Com o retorno da inflação no ano passado e o aumento agressivo nos juros em 2022, houve uma correção generalizada nos mercados em vez de um movimento de pânico, como o observado na crise de 2008.

Inflação deve seguir em alta no mundo e juros permanecerão em níveis elevados em 2023

Sem manual

Estaríamos entrando em uma nova dinâmica econômica ou apenas enfrentando um ano atípico por conta de fatores também atípicos?

Essa é uma pergunta relevante. Todas as classes de ativos negociados no mercado internacional performaram mal ao longo dos meses, colocando em xeque o manual de boas práticas na alocação de recursos. 

Sem a pretensão de indicar as melhores opções para 2023, como seria de praxe nessa época do ano, o objetivo desse artigo é elucidar algumas questões no que diz respeito ao futuro da economia mundial.

Para qualquer um que acompanhe a opinião de especialistas, não existe um consenso, apenas evidências que apontam para níveis de inflação mais altos, acompanhados de um crescimento menor.

Um problema de oferta

São vários os elementos que se somam a esse cenário, como a regionalização, os conflitos geopolíticosa busca pelo “net zero” e a pandemia (no caso da China). Assim, a cada novo choque de oferta, estaremos sujeitos a mais volatilidade na economia e nos mercados. 

Diante dessa realidade, estariam os bancos centrais determinados com a meta de 2% de inflação ou o custo imposto à sociedade é alto demais?  Uma inflação mais alta, desde que estável, seria melhor em um mundo onde governos e empresas encontrariam mais dificuldades para honrar as suas crescentes dívidas?

Uma certa vez, um banqueiro central comparou a inflação à pasta de dentes: uma vez fora da bisnaga, é difícil colocá-la pra dentro. A analogia tem lá a sua lógica, dado que a política monetária não é a ferramenta ideal para se endereçar problemas de oferta.

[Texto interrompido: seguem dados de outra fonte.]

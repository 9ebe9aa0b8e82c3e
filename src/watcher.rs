//! Epoch boundary detection.
//!
//! The watcher reads the minimum epoch interval and the current epoch once,
//! emits that epoch, then alternates between sleeping until the earliest time
//! the next epoch may begin and polling the registry until the blockhash
//! changes. Any registry failure is fatal: it is reported once on the error
//! receiver and both receivers close.

use std::sync::Arc;
use std::time::{Duration, SystemTime};

use tokio::sync::mpsc;
use tracing::{debug, error, info};

use crate::cancel::Done;
use crate::epoch::{Epoch, EpochRegistry};
use crate::error::DarknodeError;

/// Delay between registry polls once an epoch deadline has passed.
pub const DEFAULT_POLL_INTERVAL: Duration = Duration::from_millis(100);

pub struct EpochWatcher<R> {
    registry: Arc<R>,
    poll_interval: Duration,
}

impl<R: EpochRegistry + 'static> EpochWatcher<R> {
    pub fn new(registry: Arc<R>) -> Self {
        Self {
            registry,
            poll_interval: DEFAULT_POLL_INTERVAL,
        }
    }

    /// A zero interval polls in a tight loop that still yields to the runtime.
    pub fn with_poll_interval(mut self, poll_interval: Duration) -> Self {
        self.poll_interval = poll_interval;
        self
    }

    /// Spawns the watcher and returns its epoch and error receivers.
    pub fn run(self, done: Done) -> (mpsc::Receiver<Epoch>, mpsc::Receiver<DarknodeError>) {
        let (changes_tx, changes_rx) = mpsc::channel(1);
        let (errs_tx, errs_rx) = mpsc::channel(1);

        tokio::spawn(async move {
            if let Err(err) = self.watch(&done, &changes_tx).await {
                error!("epoch watcher stopped: {}", err);
                let _ = errs_tx.send(err).await;
            }
            debug!("epoch watcher closed");
        });

        (changes_rx, errs_rx)
    }

    async fn watch(&self, done: &Done, changes: &mpsc::Sender<Epoch>) -> Result<(), DarknodeError> {
        let interval = self.registry.minimum_epoch_interval().await.map_err(|e| {
            DarknodeError::Registry(format!("cannot get minimum epoch interval: {}", e))
        })?;
        let mut current = self
            .registry
            .current_epoch()
            .await
            .map_err(|e| DarknodeError::Registry(format!("cannot get current epoch: {}", e)))?;

        loop {
            if !done.send(changes, current.clone()).await {
                return Ok(());
            }
            info!(
                "epoch {} began ({})",
                current.ordinal,
                hex::encode(&current.blockhash[..8])
            );

            let deadline = current.next_deadline(interval)?;
            let delay = deadline
                .duration_since(SystemTime::now())
                .unwrap_or(Duration::ZERO);
            debug!("next epoch no earlier than {:?} from now", delay);
            tokio::select! {
                biased;
                _ = done.cancelled() => return Ok(()),
                _ = tokio::time::sleep(delay) => {}
            }

            current = match self.next_epoch(done, &current).await? {
                Some(next) => next,
                None => return Ok(()),
            };
        }
    }

    /// Polls until the registry reports a different blockhash.
    ///
    /// Returns `None` when cancelled.
    async fn next_epoch(&self, done: &Done, current: &Epoch) -> Result<Option<Epoch>, DarknodeError> {
        loop {
            if done.is_cancelled() {
                return Ok(None);
            }
            let next = tokio::select! {
                biased;
                _ = done.cancelled() => return Ok(None),
                next = self.registry.current_epoch() => next.map_err(|e| {
                    DarknodeError::Registry(format!("cannot get next epoch: {}", e))
                })?,
            };
            if !next.same_blockhash(current) {
                return Ok(Some(next));
            }

            if self.poll_interval.is_zero() {
                tokio::task::yield_now().await;
            } else {
                tokio::select! {
                    biased;
                    _ = done.cancelled() => return Ok(None),
                    _ = tokio::time::sleep(self.poll_interval) => {}
                }
            }
        }
    }
}

/// Runs an [`EpochWatcher`] with the default poll interval.
pub fn run_epoch_watcher<R: EpochRegistry + 'static>(
    done: Done,
    registry: Arc<R>,
) -> (mpsc::Receiver<Epoch>, mpsc::Receiver<DarknodeError>) {
    EpochWatcher::new(registry).run(done)
}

É fato que aumentar os juros não fará com que o mercado de petróleo se restabeleça ou que as sanções sejam retiradas. Dito isso, ataca-se as consequências mais do que a causa em si, o que quer dizer que os bancos centrais podem errar tanto para cima como para baixo.

A década de 80

Olhando para outro período em que a inflação também era alta, e pelos mesmos motivos (choques do petróleo), podem-se extrair alguns aprendizados. O primeiro deles é que a inflação demora para ceder, sendo que os repiques nos preços são comuns até que ela seja totalmente debelada.

Além disso, o resultado almejado não depende única e exclusivamente dos banqueiros centrais. Reformas que tragam mais produtividade são importantes para propiciar preços mais baixos no futuro.

Os governos também precisam estar alinhados, implementando políticas fiscais mais austeras (cortes nos gastos). Naquela época, houve um “hard landing”, o que pode ser extremamente impopular enquanto autoridades, inclusive no Brasil, buscam meios para ajudar a população a lidar com o aumento do custo de vida. 

Levando-se em conta o que não controlam, pode-se dizer que as circunstâncias hoje são mais complexas.

Preços do petróleo

A geopolítica do petróleo anda de mãos dadas com a inflação, mas dessa vez, não se pode culpar os países membros da Organização dos Países Exportadores de Petróleo (OPEP).

Com a guerra na Ucrânia, os preços das commodities energéticas passaram a ser ditados basicamente por duas forças: 

  • Produção em níveis suficientes para manter o apoio popular à Ucrânia nos países do G7 (o que explica a aproximação dos EUA e da Venezuela);
  • Sanções para evitar que a Rússia financie a sua guerra vendendo petróleo.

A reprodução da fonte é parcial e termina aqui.